The Girl with the Dragon Tattoo (2011)
Tuesday, December 27, 2011
Last year, the Swedish version of The Girl with the Dragon Tattoo exploded onto the film scene, and was also very popular in book form (with the book spurring interest in the movie, and vice versa). The movie made over $10 million at the US box office, which is really impressive of for a foreign film, and now its two stars are in major Hollywood productions (Noomi Rapace in Sherlock Holmes 2, and Michael Nyqvist in Mission: Impossible 4). But they couldn't leave well enough alone, and now there's a weak American remake.
For the most part, the story is the same as the book and the Swedish version of the film. Just after being convicted of libel (a result of failing to check the credibility of a source for an exposé), Mikael Blomkvist (played by Daniel Craig) is hired by a wealthy old man to solve a family mystery. Henrik Vanger (played by Christopher Plummer) loved his niece Harriet like a daughter, but was crushed when she disappeared 40 years ago. He has reason to believe that she was killed, and that the murderer has been taunting him his whole life, and despite his recent bad luck, Mikael is a skilled investigator who may be able to succeed where others have failed.

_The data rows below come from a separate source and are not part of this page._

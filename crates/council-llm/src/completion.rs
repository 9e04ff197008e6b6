//! Completion request and response types

use crate::Message;
use serde::{Deserialize, Serialize};

/// One completion call: a system prompt plus the conversation so far
#[derive(Debug, Clone, PartialEq, Serialize, Deserialize)]
pub struct CompletionRequest {
    pub model: String,
    pub messages: Vec<Message>,
    #[serde(skip_serializing_if = "Option::is_none")]
    pub system: Option<String>,
    pub max_tokens: usize,
    #[serde(skip_serializing_if = "Option::is_none")]
    pub temperature: Option<f32>,
    /// Constrain the reply to a single JSON object
    #[serde(default)]
    pub json_output: bool,
}

/// Reply to a [`CompletionRequest`]
#[derive(Debug, Clone, Serialize, Deserialize)]
pub struct CompletionResponse {
    pub message: Message,
    pub stop_reason: StopReason,
    pub usage: TokenUsage,
}

impl CompletionResponse {
    /// Assistant reply that ended normally
    pub fn text(text: impl Into<String>) -> Self {
        Self {
            message: Message::assistant(text),
            stop_reason: StopReason::EndTurn,
            usage: TokenUsage::default(),
        }
    }

    /// Same reply with a different stop reason
    pub fn with_stop_reason(mut self, stop_reason: StopReason) -> Self {
        self.stop_reason = stop_reason;
        self
    }
}

/// Why the model stopped generating
#[derive(Debug, Clone, Copy, PartialEq, Eq, Serialize, Deserialize)]
#[serde(rename_all = "snake_case")]
pub enum StopReason {
    EndTurn,
    /// Output was cut at `max_tokens`; any JSON is likely unterminated
    MaxTokens,
    /// Output withheld by a content filter
    ContentFilter,
}

/// Token accounting reported by the provider
#[derive(Debug, Clone, Copy, Default, Serialize, Deserialize)]
pub struct TokenUsage {
    pub input_tokens: usize,
    pub output_tokens: usize,
}

impl TokenUsage {
    pub fn total(&self) -> usize {
        self.input_tokens + self.output_tokens
    }
}

#[cfg(test)]
mod tests {
    use super::*;
    use serde_json::json;

    #[test]
    fn test_request_defaults_to_free_text() {
        let request: CompletionRequest = serde_json::from_value(json!({
            "model": "gpt-4o-mini",
            "messages": [{"role": "user", "content": "AAPL?"}],
            "max_tokens": 800
        }))
        .unwrap();

        assert!(!request.json_output);
        assert_eq!(request.system, None);
        assert_eq!(request.messages[0].text(), "AAPL?");
    }

    #[test]
    fn test_response_stop_reason() {
        let response = CompletionResponse::text("{}").with_stop_reason(StopReason::MaxTokens);
        assert_eq!(response.stop_reason, StopReason::MaxTokens);
        assert_eq!(response.usage.total(), 0);
    }
}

Henrik is a careful man, and didn't hire Mikael blindly. He used a local detective agency to run a background check, and that work was done by Lisbeth Salander (Rooney Mara), an extremely smart but very antisocial hacker who is little more than pierced and tattooed skin and bones. When Mikael needs a research assistant, Henrik's lawyer suggests Lisbeth. She's had a lot of bad experiences with men in the past, and reluctantly signs on with Mikael for the opportunity to put away one of the bad ones. But the closer they get to learning the truth, the more it seems that someone is trying to stop them.

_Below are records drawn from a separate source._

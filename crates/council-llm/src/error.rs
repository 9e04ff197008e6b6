//! Error types for LLM operations

use council_core::ProducerError;
use thiserror::Error;

/// Result type for LLM operations
pub type Result<T> = std::result::Result<T, LLMError>;

/// Errors that can occur during LLM operations
#[derive(Error, Debug)]
pub enum LLMError {
    /// API request failed
    #[error("API request failed: {0}")]
    RequestFailed(String),

    /// Invalid API key or authentication failed
    #[error("Invalid API key or authentication failed")]
    AuthenticationFailed,

    /// Rate limit exceeded
    #[error("Rate limit exceeded: {0}")]
    RateLimitExceeded(String),

    /// Invalid request
    #[error("Invalid request: {0}")]
    InvalidRequest(String),

    /// Model not found
    #[error("Model not found: {0}")]
    ModelNotFound(String),

    /// Serialization error
    #[error("Serialization error: {0}")]
    SerializationError(#[from] serde_json::Error),

    /// HTTP error
    #[cfg(feature = "openai")]
    #[error("HTTP error: {0}")]
    HttpError(#[from] reqwest::Error),

    /// Unexpected response format
    #[error("Unexpected response format: {0}")]
    UnexpectedResponse(String),

    /// Prompt template failed to render
    #[error("Prompt error: {0}")]
    PromptError(String),

    /// Configuration error
    #[error("Configuration error: {0}")]
    ConfigurationError(String),
}

impl From<minijinja::Error> for LLMError {
    fn from(e: minijinja::Error) -> Self {
        Self::PromptError(e.to_string())
    }
}

impl From<LLMError> for ProducerError {
    fn from(e: LLMError) -> Self {
        ProducerError::Failed(e.to_string())
    }
}
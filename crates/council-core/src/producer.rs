//! The producer seam
//!
//! A [`Producer`] is one analyst worker. The coordination engine only needs
//! two async operations from it: an initial proposal and a revision given
//! peer positions. How the producer reaches its answer is its own business.

use async_trait::async_trait;
use serde::{Deserialize, Serialize};

use crate::{Action, Proposal, ProducerError, Request, Role};

/// Loosely-typed output of a producer call
///
/// `payload` is whatever key/value structure the producer returned. It is
/// normalized into a [`Proposal`] by the engine's validator.
#[derive(Debug, Clone, PartialEq)]
pub struct RawOutput {
    /// Structured payload (expected to be a JSON object)
    pub payload: serde_json::Value,
    /// Original text the payload was decoded from, if any
    pub text: Option<String>,
}

impl RawOutput {
    /// Wrap an already-structured payload
    pub fn structured(payload: serde_json::Value) -> Self {
        Self {
            payload,
            text: None,
        }
    }

    /// Attach the text the payload came from
    pub fn with_text(mut self, text: impl Into<String>) -> Self {
        self.text = Some(text.into());
        self
    }
}

/// Input to [`Producer::propose`]
#[derive(Debug, Clone)]
pub struct ProposalTask {
    pub request: Request,
    pub role: Role,
    /// Optional task-specific guidance (from a planner)
    pub hint: Option<String>,
}

/// A peer's full position as shown to a debate participant
#[derive(Debug, Clone, PartialEq, Serialize, Deserialize)]
pub struct PeerPosition {
    pub role: Role,
    pub action: Action,
    pub conviction: f64,
    pub thesis: String,
    pub evidence: Vec<String>,
    pub neutral: bool,
}

impl From<&Proposal> for PeerPosition {
    fn from(proposal: &Proposal) -> Self {
        Self {
            role: proposal.role(),
            action: proposal.action(),
            conviction: proposal.conviction(),
            thesis: proposal.thesis().to_string(),
            evidence: proposal.evidence().to_vec(),
            neutral: proposal.is_neutral(),
        }
    }
}

/// Input to [`Producer::revise`]
#[derive(Debug, Clone)]
pub struct RevisionTask {
    pub request: Request,
    pub role: Role,
    /// 1-based debate round
    pub round: u32,
    /// The producer's own position from the previous round
    pub prior: Proposal,
    /// Every other participant's position from the previous round
    pub peers: Vec<PeerPosition>,
}

impl RevisionTask {
    /// Peers taking the opposite side of a directional position
    pub fn opposing(&self) -> impl Iterator<Item = &PeerPosition> {
        let own = self.prior.action();
        self.peers
            .iter()
            .filter(move |p| is_opposed(own, p))
    }

    /// Every peer that does not oppose the producer
    pub fn supporting(&self) -> impl Iterator<Item = &PeerPosition> {
        let own = self.prior.action();
        self.peers
            .iter()
            .filter(move |p| !is_opposed(own, p))
    }
}

fn is_opposed(own: Action, peer: &PeerPosition) -> bool {
    !peer.neutral && own.is_directional() && peer.action.is_directional() && peer.action != own
}

/// An analyst worker that produces and revises proposals
///
/// Both operations must be safe to retry.
#[async_trait]
pub trait Producer: Send + Sync {
    /// The role this producer fills
    fn role(&self) -> Role;

    /// Produce an initial opinion about the request
    async fn propose(&self, task: &ProposalTask) -> Result<RawOutput, ProducerError>;

    /// Revise a prior opinion in light of peer positions
    async fn revise(&self, task: &RevisionTask) -> Result<RawOutput, ProducerError>;
}
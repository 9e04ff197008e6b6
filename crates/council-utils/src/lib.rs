//! Shared utilities for council-rs

pub mod logging;

pub use logging::{LogFormat, init_tracing};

It's impossible to discuss the American version of the film without comparing it to its Swedish predecessor. Unfortunately, the 2011 version falls flat in nearly every way. It makes a number of unnecessary changes which seem to detract from the severity of the story line. The most intense story element (broken into two scenes, with an attack and a response) is neutered by several such changes which make the bad less horrific and the revenge less surprising. Similar minor changes appear throughout the film, and always with for seemingly no reason and with weaker effect than the way it had originally been written. And it even has a different ending, again for the worse and again for no practical reason.

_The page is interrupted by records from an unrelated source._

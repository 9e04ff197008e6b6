//! Logging and tracing utilities

use tracing_subscriber::{EnvFilter, layer::SubscriberExt, util::SubscriberInitExt};

/// Output format for log lines
#[derive(Debug, Clone, Copy, Default, PartialEq, Eq)]
pub enum LogFormat {
    /// Human-readable lines
    #[default]
    Text,
    /// One JSON object per event
    Json,
}

/// Build the level filter from `RUST_LOG`, falling back to `default_level`
pub fn env_filter(default_level: &str) -> EnvFilter {
    EnvFilter::try_from_default_env().unwrap_or_else(|_| EnvFilter::new(default_level))
}

/// Initialize the global tracing subscriber
///
/// Logs go to stderr so stdout stays free for command output. Calling this
/// twice is harmless: the second subscriber is ignored.
pub fn init_tracing(format: LogFormat, default_level: &str) {
    let registry = tracing_subscriber::registry().with(env_filter(default_level));
    let result = match format {
        LogFormat::Text => registry
            .with(tracing_subscriber::fmt::layer().with_writer(std::io::stderr))
            .try_init(),
        LogFormat::Json => registry
            .with(
                tracing_subscriber::fmt::layer()
                    .json()
                    .with_current_span(true)
                    .with_writer(std::io::stderr),
            )
            .try_init(),
    };

    if let Err(e) = result {
        tracing::debug!("Tracing already initialized: {e}");
    }
}
//! The synthesized decision and its persisted signal form

use chrono::{DateTime, Utc};
use serde::{Deserialize, Serialize};

use crate::{Action, DebateTranscript, Horizon, ProposalSet, Result, RoleMap};

/// Everything needed to build a [`Decision`]
#[derive(Debug, Clone)]
pub struct DecisionParts {
    pub subject: String,
    pub horizon: Horizon,
    pub action: Action,
    pub confidence: f64,
    pub rationale: String,
    pub evidence: RoleMap<Vec<String>>,
    pub proposals: ProposalSet,
    pub debate: Option<DebateTranscript>,
    pub generated_at: DateTime<Utc>,
}

/// The single output of a decision run
///
/// Immutable once built: all fields are read through accessors.
#[derive(Debug, Clone, PartialEq, Serialize, Deserialize)]
pub struct Decision {
    subject: String,
    horizon: Horizon,
    action: Action,
    confidence: f64,
    rationale: String,
    evidence: RoleMap<Vec<String>>,
    proposals: ProposalSet,
    #[serde(default, skip_serializing_if = "Option::is_none")]
    debate: Option<DebateTranscript>,
    generated_at: DateTime<Utc>,
}

impl Decision {
    /// Assemble a decision; confidence is clamped into `[0, 1]`
    pub fn from_parts(parts: DecisionParts) -> Self {
        let confidence = if parts.confidence.is_nan() {
            0.0
        } else {
            parts.confidence.clamp(0.0, 1.0)
        };

        Self {
            subject: parts.subject,
            horizon: parts.horizon,
            action: parts.action,
            confidence,
            rationale: parts.rationale,
            evidence: parts.evidence,
            proposals: parts.proposals,
            debate: parts.debate,
            generated_at: parts.generated_at,
        }
    }

    pub fn subject(&self) -> &str {
        &self.subject
    }

    pub fn horizon(&self) -> Horizon {
        self.horizon
    }

    pub fn action(&self) -> Action {
        self.action
    }

    pub fn confidence(&self) -> f64 {
        self.confidence
    }

    pub fn rationale(&self) -> &str {
        &self.rationale
    }

    /// Evidence grouped by the producers that contributed a non-neutral opinion
    pub fn evidence(&self) -> &RoleMap<Vec<String>> {
        &self.evidence
    }

    /// Final proposal of every producer
    pub fn proposals(&self) -> &ProposalSet {
        &self.proposals
    }

    /// Debate transcript, present only when a debate ran
    pub fn debate(&self) -> Option<&DebateTranscript> {
        self.debate.as_ref()
    }

    pub fn generated_at(&self) -> DateTime<Utc> {
        self.generated_at
    }

    /// The subset of the decision handed to signal emitters
    pub fn to_signal(&self) -> Signal {
        Signal {
            subject: self.subject.clone(),
            horizon: self.horizon,
            action: self.action,
            confidence: self.confidence,
            rationale: self.rationale.clone(),
            evidence: self.evidence.clone(),
            generated_at: self.generated_at,
        }
    }

    /// Full audit form of the decision, including proposals and transcript
    pub fn to_json(&self) -> Result<String> {
        Ok(serde_json::to_string_pretty(self)?)
    }
}

/// Wire form of a decision
#[derive(Debug, Clone, PartialEq, Serialize, Deserialize)]
pub struct Signal {
    pub subject: String,
    pub horizon: Horizon,
    pub action: Action,
    pub confidence: f64,
    pub rationale: String,
    pub evidence: RoleMap<Vec<String>>,
    pub generated_at: DateTime<Utc>,
}
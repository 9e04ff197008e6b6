//! Error types for council-core

use std::time::Duration;
use thiserror::Error;

/// Result type alias for council-core
pub type Result<T> = std::result::Result<T, Error>;

/// Errors surfaced to the caller of a council
///
/// Only configuration and request errors are fatal. Producer failures never
/// appear here; they are downgraded to neutral proposals instead.
#[derive(Error, Debug)]
pub enum Error {
    /// The council was built with an invalid configuration
    #[error("Configuration error: {0}")]
    Configuration(String),

    /// The request could not be constructed
    #[error("Invalid request: {0}")]
    InvalidRequest(String),

    /// JSON serialization error
    #[error("Serialization error: {0}")]
    Serialization(#[from] serde_json::Error),

    /// Filesystem error while persisting a signal
    #[error("I/O error: {0}")]
    Io(#[from] std::io::Error),

    /// The signal emitter rejected the decision
    #[error("Emit failed: {0}")]
    Emit(String),
}

/// How a producer call failed
#[derive(Debug, Clone, Copy, PartialEq, Eq, Hash)]
pub enum FailureKind {
    /// The call exceeded its wall-clock budget
    Timeout,
    /// The call returned an error
    Exception,
    /// The call returned output that could not be read as a proposal
    Malformed,
}

impl FailureKind {
    /// Short label used in abstention evidence
    pub fn label(&self) -> &'static str {
        match self {
            Self::Timeout => "timeout",
            Self::Exception => "exception",
            Self::Malformed => "malformed output",
        }
    }
}

impl std::fmt::Display for FailureKind {
    fn fmt(&self, f: &mut std::fmt::Formatter<'_>) -> std::fmt::Result {
        f.write_str(self.label())
    }
}

/// Errors a [`Producer`](crate::Producer) call can end with
#[derive(Error, Debug, Clone)]
pub enum ProducerError {
    /// The call did not complete within its timeout
    #[error("timed out after {0:?}")]
    Timeout(Duration),

    /// The producer reported a failure
    #[error("{0}")]
    Failed(String),

    /// The producer answered, but not with a readable proposal
    #[error("malformed output: {0}")]
    Malformed(String),
}

impl ProducerError {
    /// Classify this error for abstention evidence
    pub fn kind(&self) -> FailureKind {
        match self {
            Self::Timeout(_) => FailureKind::Timeout,
            Self::Failed(_) => FailureKind::Exception,
            Self::Malformed(_) => FailureKind::Malformed,
        }
    }
}

#[cfg(test)]
mod tests {
    use super::*;

    #[test]
    fn test_error_display() {
        let err = Error::Configuration("role set is empty".to_string());
        assert_eq!(err.to_string(), "Configuration error: role set is empty");

        let err = ProducerError::Malformed("expected a JSON object".to_string());
        assert_eq!(err.to_string(), "malformed output: expected a JSON object");
    }

    #[test]
    fn test_failure_kind() {
        assert_eq!(
            ProducerError::Timeout(Duration::from_secs(1)).kind(),
            FailureKind::Timeout
        );
        assert_eq!(
            ProducerError::Failed("boom".to_string()).kind(),
            FailureKind::Exception
        );
        assert_eq!(
            ProducerError::Malformed("x".to_string()).kind(),
            FailureKind::Malformed
        );
        assert_eq!(FailureKind::Malformed.to_string(), "malformed output");
    }
}
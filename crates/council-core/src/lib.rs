//! Core data model for council-rs
//!
//! This crate defines the types that flow through a decision run:
//!
//! - [`Request`]: what is being decided (subject, horizon, context)
//! - [`Proposal`]: one producer's opinion about the request
//! - [`PositionChange`] and [`DebateTranscript`]: how opinions moved during debate
//! - [`Decision`]: the single synthesized output of a run
//! - [`Producer`]: the async seam behind which analyst workers live

pub mod decision;
pub mod error;
pub mod producer;
pub mod proposal;
pub mod request;
pub mod role;
pub mod transcript;

pub use decision::{Decision, DecisionParts, Signal};
pub use error::{Error, FailureKind, ProducerError, Result};
pub use producer::{PeerPosition, Producer, ProposalTask, RawOutput, RevisionTask};
pub use proposal::{Action, Proposal, ProposalSet};
pub use request::{Horizon, Request};
pub use role::{Role, RoleMap};
pub use transcript::{ChangeKind, DebateTranscript, PositionChange};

It's difficult to look at the film objectively as a completely standalone work. It does still have the same basic story, which I really like, but there are things about it that didn't work for me. It's still set in Sweden, and although all written text appears in Swedish, all dialogue is inexplicably in English (with a Swedified British accent). The opening titles are too abstract and artistic and don't add anything except to the already too long runtime, and the end also feels unnecessarily dragged out.
This year's The Girl with the Dragon Tattoo suffers from the same problem as last year's Let Me In (adapted from the Swedish Let the Right One In). It trots out the same story as an earlier successful Swedish film, changes the language to English, and throws in enough changes (all for the worse) to keep it from being a complete rip-off. In both cases, you'll be much better off to just watch the original Swedish version (and both have English-dubbed versions if you have an aversion to subtitles). It will be cheaper and you'll get a better film.